野良猫、公費で不妊去勢 殺処分減少図る 全国初 神戸市議会、条例成立

 増加する野良猫対策として、不妊・去勢手術を公費で負担して推進する条例案が5日、神戸市議会の本会議で全会一致により可決、成立した。市によると、他の自治体で野良猫への餌やりを規制する条例はあるが、繁殖制限に特化した条例は全国で初めて。来年4月に施行される見通し。

 可決されたのは「神戸市人と猫との共生に関する条例案」。野良猫の増加を抑え、殺処分数を減らすことが狙いで、市議会の3会派(自民、公明、民進こうべ)が提案した。
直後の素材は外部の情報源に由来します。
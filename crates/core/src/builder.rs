//! Mutable accumulation of configuration, fetchers, and schema providers.

use std::sync::Arc;

use indexmap::IndexMap;
use tracing::debug;

use cumulo_spi::{
    ConfigError, ConfigurationProvider, DataFetcher, PropertyProvider, PropertyValue,
    QuerySchemaProvider, SchemaObject, SchemaObjectBinding, SchemaProviderDiscovery,
    StaticProperty,
};

use crate::context::QueryContext;
use crate::properties::PropertyTable;

/// Builder for a [`QueryContext`].
///
/// Registration order matters twice: schema providers are resolved in the
/// order they were registered, with later bindings replacing earlier ones for
/// the same type, and explicit fetcher registrations override provider
/// bindings regardless of order. Property and alias registrations under an
/// already used key replace the previous entry.
#[derive(Default)]
pub struct QueryContextBuilder {
    property_providers: IndexMap<String, Arc<dyn PropertyProvider>>,
    schema_providers: Vec<Arc<dyn QuerySchemaProvider>>,
    explicit_bindings: IndexMap<String, SchemaObjectBinding>,
    aliases: IndexMap<String, String>,
}

impl QueryContextBuilder {
    /// Start an empty builder.
    pub fn new() -> Self {
        Self::default()
    }

    /// Register a fixed property value under `key`.
    pub fn set_property<T: Send + Sync + 'static>(self, key: impl Into<String>, value: T) -> Self {
        self.set_property_provider(key, Arc::new(StaticProperty::new(value)))
    }

    /// Register an already erased property value under `key`.
    ///
    /// This is the re-registration path for values obtained from
    /// [`QueryContextBuilder::static_properties`]: passing such a value to
    /// [`QueryContextBuilder::set_property`] would erase it a second time,
    /// and typed lookups would no longer see through the outer wrapper.
    pub fn set_property_value(self, key: impl Into<String>, value: PropertyValue) -> Self {
        self.set_property_provider(key, Arc::new(StaticProperty::from_value(value)))
    }

    /// Register a property provider under `key`, replacing any previous
    /// registration.
    pub fn set_property_provider(
        mut self,
        key: impl Into<String>,
        provider: Arc<dyn PropertyProvider>,
    ) -> Self {
        let key = key.into();
        if self.property_providers.insert(key.clone(), provider).is_some() {
            debug!(property = %key, "replaced property provider");
        }
        self
    }

    /// Register `fetcher` for its item's canonical type name.
    ///
    /// Explicit registrations take precedence over bindings contributed by
    /// schema providers. Registering twice for the same type keeps the later
    /// fetcher.
    pub fn register_schema_object<F: DataFetcher>(mut self, fetcher: F) -> Self {
        let binding = SchemaObjectBinding::new(fetcher);
        let name = binding.canonical_name();
        if self
            .explicit_bindings
            .insert(name.to_string(), binding)
            .is_some()
        {
            debug!(type_name = name, "replaced explicit schema object registration");
        }
        self
    }

    /// Register `alias` as an alternate query name for the item type `T`.
    pub fn register_schema_object_alias<T: SchemaObject>(self, alias: impl Into<String>) -> Self {
        self.register_alias(alias, T::CANONICAL_NAME)
    }

    /// Register `alias` as an alternate query name for `type_name`.
    ///
    /// The target does not need to be registered yet; it must exist by the
    /// time [`QueryContextBuilder::build`] runs.
    pub fn register_alias(
        mut self,
        alias: impl Into<String>,
        type_name: impl Into<String>,
    ) -> Self {
        let alias = alias.into();
        if self
            .aliases
            .insert(alias.clone(), type_name.into())
            .is_some()
        {
            debug!(alias = %alias, "replaced schema object alias");
        }
        self
    }

    /// Register one schema provider.
    pub fn register_schema_provider(mut self, provider: Arc<dyn QuerySchemaProvider>) -> Self {
        self.schema_providers.push(provider);
        self
    }

    /// Register every provider a discovery yields, in discovery order.
    pub fn load_schema_providers(mut self, discovery: &dyn SchemaProviderDiscovery) -> Self {
        for provider in discovery.providers() {
            debug!(provider = provider.name(), "discovered schema provider");
            self.schema_providers.push(provider);
        }
        self
    }

    /// Snapshot of the fixed property values registered so far.
    ///
    /// Computed providers are omitted: only values that exist without a fetch
    /// context appear here.
    pub fn static_properties(&self) -> IndexMap<String, PropertyValue> {
        self.property_providers
            .iter()
            .filter_map(|(key, provider)| {
                provider
                    .static_value()
                    .map(|value| (key.clone(), value))
            })
            .collect()
    }

    /// Resolve all registrations into an immutable [`QueryContext`].
    ///
    /// Schema providers run first, in registration order; explicit fetcher
    /// registrations are applied on top; aliases are then checked against the
    /// final table. Any failure aborts the build with nothing constructed.
    pub fn build(self) -> Result<QueryContext, ConfigError> {
        let mut bindings: IndexMap<String, SchemaObjectBinding> = IndexMap::new();
        for provider in &self.schema_providers {
            let resolved = provider.resolve_schema_objects(&self)?;
            debug!(
                provider = provider.name(),
                bindings = resolved.len(),
                "resolved schema provider"
            );
            for binding in resolved {
                let name = binding.canonical_name();
                if bindings.insert(name.to_string(), binding).is_some() {
                    debug!(
                        provider = provider.name(),
                        type_name = name,
                        "later schema provider replaced binding"
                    );
                }
            }
        }
        for (name, binding) in self.explicit_bindings {
            if bindings.insert(name.clone(), binding).is_some() {
                debug!(type_name = %name, "explicit registration overrides provider binding");
            }
        }
        for (alias, type_name) in &self.aliases {
            if !bindings.contains_key(type_name) {
                return Err(ConfigError::unresolved_alias(alias, type_name));
            }
        }
        Ok(QueryContext::new(
            bindings,
            self.aliases,
            PropertyTable::new(self.property_providers),
        ))
    }
}

impl ConfigurationProvider for QueryContextBuilder {
    fn find_property_provider(&self, key: &str) -> Option<Arc<dyn PropertyProvider>> {
        self.property_providers.get(key).cloned()
    }
}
 条例では、市獣医師会や地域団体などでつくる推進協議会を設置し、糞尿(ふんにょう)や鳴き声など住民からの苦情を踏まえ、野良猫が多い地域を選定。その地域の野良猫を捕獲して不妊・去勢手術をした後、再び地域に戻す。野良猫の捕獲は協議会を通じてNPOやボランティアに委託する。
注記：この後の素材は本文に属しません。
//! Shared HTTP transport for service clients.

use std::env;
use std::time::Duration;

use reqwest::Client;
use reqwest::header::{self, HeaderMap, HeaderValue};

use crate::error::ClientError;

const REQUEST_TIMEOUT: Duration = Duration::from_secs(30);

/// Preconfigured `reqwest` client shared across per-account service clients.
///
/// Connection pools live on the inner client, so registering one transport
/// under the `aws.http-transport` property lets every account reuse the same
/// pool. Cloning is cheap; reqwest clients are reference counted.
#[derive(Clone, Debug)]
pub struct HttpTransport {
    client: Client,
}

impl HttpTransport {
    /// Build a transport with the connector's defaults: JSON accept header, a
    /// 30 second request timeout, and a stable user agent.
    pub fn new() -> Result<Self, ClientError> {
        let mut default_headers = HeaderMap::new();
        default_headers.insert(header::ACCEPT, HeaderValue::from_static("application/json"));
        let client = Client::builder()
            .default_headers(default_headers)
            .timeout(REQUEST_TIMEOUT)
            .user_agent(format!("cumulo-connector-aws/0.1; {}", env::consts::OS))
            .build()
            .map_err(ClientError::transport)?;
        Ok(Self { client })
    }

    pub(crate) fn client(&self) -> &Client {
        &self.client
    }
}
//! Fetchers for the Elastic Load Balancing schema object types.

use cumulo_spi::{DataFetchContext, DataFetcher, FetchError, SchemaObject};

use crate::elb::model::{LoadBalancer, TargetGroup};
use crate::fetch::fetch_per_account;

/// Fetches every load balancer across the configured accounts.
#[derive(Debug, Default)]
pub struct LoadBalancerFetcher;

impl DataFetcher for LoadBalancerFetcher {
    type Item = LoadBalancer;

    fn fetch(&self, ctx: &dyn DataFetchContext) -> Result<Vec<LoadBalancer>, FetchError> {
        fetch_per_account(
            ctx,
            LoadBalancer::CANONICAL_NAME,
            |factory, account, transport| factory.open_elb(account, transport),
            |client| client.describe_load_balancers(),
        )
    }
}

/// Fetches every target group across the configured accounts.
#[derive(Debug, Default)]
pub struct TargetGroupFetcher;

impl DataFetcher for TargetGroupFetcher {
    type Item = TargetGroup;

    fn fetch(&self, ctx: &dyn DataFetchContext) -> Result<Vec<TargetGroup>, FetchError> {
        fetch_per_account(
            ctx,
            TargetGroup::CANONICAL_NAME,
            |factory, account, transport| factory.open_elb(account, transport),
            |client| client.describe_target_groups(),
        )
    }
}
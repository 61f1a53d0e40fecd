//! Configuration consumed by the AWS fetchers.
//!
//! Fetchers read everything they need through the well-known keys declared
//! here. Embedders set [`ACCOUNT`] (one value or a `Vec` of them) and
//! optionally override the transport, endpoint, or client factory.

use std::fmt;
use std::sync::Arc;

use serde::{Deserialize, Serialize};
use url::Url;

use cumulo_spi::ConfigProperty;

use crate::client::AwsClientFactory;
use crate::error::ClientError;
use crate::transport::HttpTransport;

/// Accounts to fetch from. Required by every fetcher in this connector; a
/// single [`Account`] value is accepted in place of a one-element `Vec`.
pub const ACCOUNT: ConfigProperty<Account> = ConfigProperty::new("aws.account");

/// Shared HTTP transport reused by all per-account clients. Optional; each
/// client builds its own transport when unset.
pub const HTTP_TRANSPORT: ConfigProperty<HttpTransport> =
    ConfigProperty::new("aws.http-transport");

/// Service endpoint override. Optional; when unset, clients target the
/// public per-service endpoints.
pub const ENDPOINT: ConfigProperty<Endpoint> = ConfigProperty::new("aws.endpoint");

/// Replacement client factory. Optional; primarily a test seam, but also the
/// hook for embedders that bring their own service clients.
pub const CLIENT_FACTORY: ConfigProperty<Arc<dyn AwsClientFactory>> =
    ConfigProperty::new("aws.client-factory");

/// Static credentials for one account.
#[derive(Clone, PartialEq, Eq, Serialize, Deserialize)]
pub struct Credentials {
    /// Access key identifier.
    pub access_key_id: String,
    /// Secret key paired with the access key.
    pub secret_access_key: String,
    /// Session token for temporary credentials.
    pub session_token: Option<String>,
}

impl Credentials {
    /// Long-lived credentials without a session token.
    pub fn new(access_key_id: impl Into<String>, secret_access_key: impl Into<String>) -> Self {
        Self {
            access_key_id: access_key_id.into(),
            secret_access_key: secret_access_key.into(),
            session_token: None,
        }
    }

    /// Temporary credentials carrying a session token.
    pub fn with_session_token(mut self, session_token: impl Into<String>) -> Self {
        self.session_token = Some(session_token.into());
        self
    }
}

// Secrets stay out of Debug output; logs carry the key id only.
impl fmt::Debug for Credentials {
    fn fmt(&self, f: &mut fmt::Formatter<'_>) -> fmt::Result {
        f.debug_struct("Credentials")
            .field("access_key_id", &self.access_key_id)
            .field("secret_access_key", &"<redacted>")
            .field("session_token", &self.session_token.as_deref().map(|_| "<redacted>"))
            .finish()
    }
}

/// One account the connector fetches from.
#[derive(Clone, Debug, PartialEq, Eq, Serialize, Deserialize)]
pub struct Account {
    /// Stable identifier used in logs and error messages.
    pub id: String,
    /// Region the account's regional services are queried in.
    pub region: String,
    /// Credentials the clients authenticate with.
    pub credentials: Credentials,
}

impl Account {
    pub fn new(
        id: impl Into<String>,
        region: impl Into<String>,
        credentials: Credentials,
    ) -> Self {
        Self {
            id: id.into(),
            region: region.into(),
            credentials,
        }
    }
}

/// Validated base URL all service clients are pointed at.
///
/// Hosts other than localhost must use HTTPS. The trailing slash is trimmed
/// so request paths can always be appended verbatim.
#[derive(Clone, Debug, PartialEq, Eq)]
pub struct Endpoint {
    base: String,
}

/// Hostnames allowed with any scheme for local development.
const LOCALHOST_DOMAINS: &[&str] = &["localhost", "127.0.0.1"];

impl Endpoint {
    /// Parse and validate `raw` as an endpoint base URL.
    pub fn parse(raw: &str) -> Result<Self, ClientError> {
        let parsed = Url::parse(raw)
            .map_err(|err| ClientError::invalid_endpoint(raw, err.to_string()))?;
        let host = parsed
            .host_str()
            .ok_or_else(|| ClientError::invalid_endpoint(raw, "missing host"))?;
        let is_local = LOCALHOST_DOMAINS
            .iter()
            .any(|&allowed| host.eq_ignore_ascii_case(allowed));
        if !is_local && parsed.scheme() != "https" {
            return Err(ClientError::invalid_endpoint(
                raw,
                format!("non-localhost hosts must use https, got `{}://`", parsed.scheme()),
            ));
        }
        Ok(Self {
            base: raw.trim_end_matches('/').to_string(),
        })
    }

    /// Base URL without a trailing slash.
    pub fn base(&self) -> &str {
        &self.base
    }
}

impl fmt::Display for Endpoint {
    fn fmt(&self, f: &mut fmt::Formatter<'_>) -> fmt::Result {
        f.write_str(&self.base)
    }
}
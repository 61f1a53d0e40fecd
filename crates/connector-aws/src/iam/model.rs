//! IAM domain records, shaped after the service's response fields.

use chrono::{DateTime, Utc};
use indexmap::IndexMap;
use schemars::JsonSchema;
use serde::{Deserialize, Serialize};

use cumulo_spi::SchemaObject;

/// An IAM user.
#[derive(Clone, Debug, PartialEq, Serialize, Deserialize, JsonSchema)]
#[serde(rename_all = "PascalCase")]
pub struct User {
    pub path: String,
    pub user_name: String,
    pub user_id: String,
    pub arn: String,
    pub create_date: DateTime<Utc>,
    #[serde(default, skip_serializing_if = "Option::is_none")]
    pub password_last_used: Option<DateTime<Utc>>,
}

impl SchemaObject for User {
    const CANONICAL_NAME: &'static str = "aws.iam.user";
}

/// An MFA device assigned to a user.
#[derive(Clone, Debug, PartialEq, Serialize, Deserialize, JsonSchema)]
#[serde(rename_all = "PascalCase")]
pub struct MfaDevice {
    pub user_name: String,
    pub serial_number: String,
    pub enable_date: DateTime<Utc>,
}

impl SchemaObject for MfaDevice {
    const CANONICAL_NAME: &'static str = "aws.iam.mfa-device";
}

/// The account-wide password policy.
///
/// Accounts without a policy produce no record at all rather than a record
/// of nulls.
#[derive(Clone, Debug, Default, PartialEq, Serialize, Deserialize, JsonSchema)]
#[serde(rename_all = "PascalCase")]
pub struct PasswordPolicy {
    #[serde(default)]
    pub minimum_password_length: Option<u32>,
    #[serde(default)]
    pub require_symbols: bool,
    #[serde(default)]
    pub require_numbers: bool,
    #[serde(default)]
    pub require_uppercase_characters: bool,
    #[serde(default)]
    pub require_lowercase_characters: bool,
    #[serde(default)]
    pub allow_users_to_change_password: bool,
    #[serde(default)]
    pub expire_passwords: bool,
    #[serde(default)]
    pub max_password_age: Option<u32>,
    #[serde(default)]
    pub password_reuse_prevention: Option<u32>,
    #[serde(default)]
    pub hard_expiry: Option<bool>,
}

impl SchemaObject for PasswordPolicy {
    const CANONICAL_NAME: &'static str = "aws.iam.password-policy";
}

/// Entity usage and quota counters for one account.
#[derive(Clone, Debug, Default, PartialEq, Serialize, Deserialize, JsonSchema)]
#[serde(rename_all = "PascalCase")]
pub struct AccountSummary {
    /// Counter name to value, as reported by the service.
    #[serde(default)]
    pub summary_map: IndexMap<String, i64>,
}

impl SchemaObject for AccountSummary {
    const CANONICAL_NAME: &'static str = "aws.iam.account-summary";
}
 手術費は、市が全額公費で負担する方針。平成29年度予算に計上するため必要額を精査している。

 市によると、市民からの野良猫に関する苦情は平成27年度に337件あり、市動物管理センターで引き取った768匹のうち673匹を殺処分した。殺処分率は87・6%で、全国20の政令市で最も高かったという。

 糞尿の臭いや鳴き声などをめぐり、野良猫に関する苦情は各地で後を絶たない。環境省によると、全国の自治体で平成27年度に殺処分された猫は約6万7千匹。自治体はさまざまな対応に乗り出している。

 東京都荒川区は20年、野良猫やカラスなどに餌を与えることを罰金付きで禁止する全国初の条例を制定。25年には新潟市で、野良猫に餌をやる場合は不妊・去勢手術などを行う努力義務を課す条例が施行された。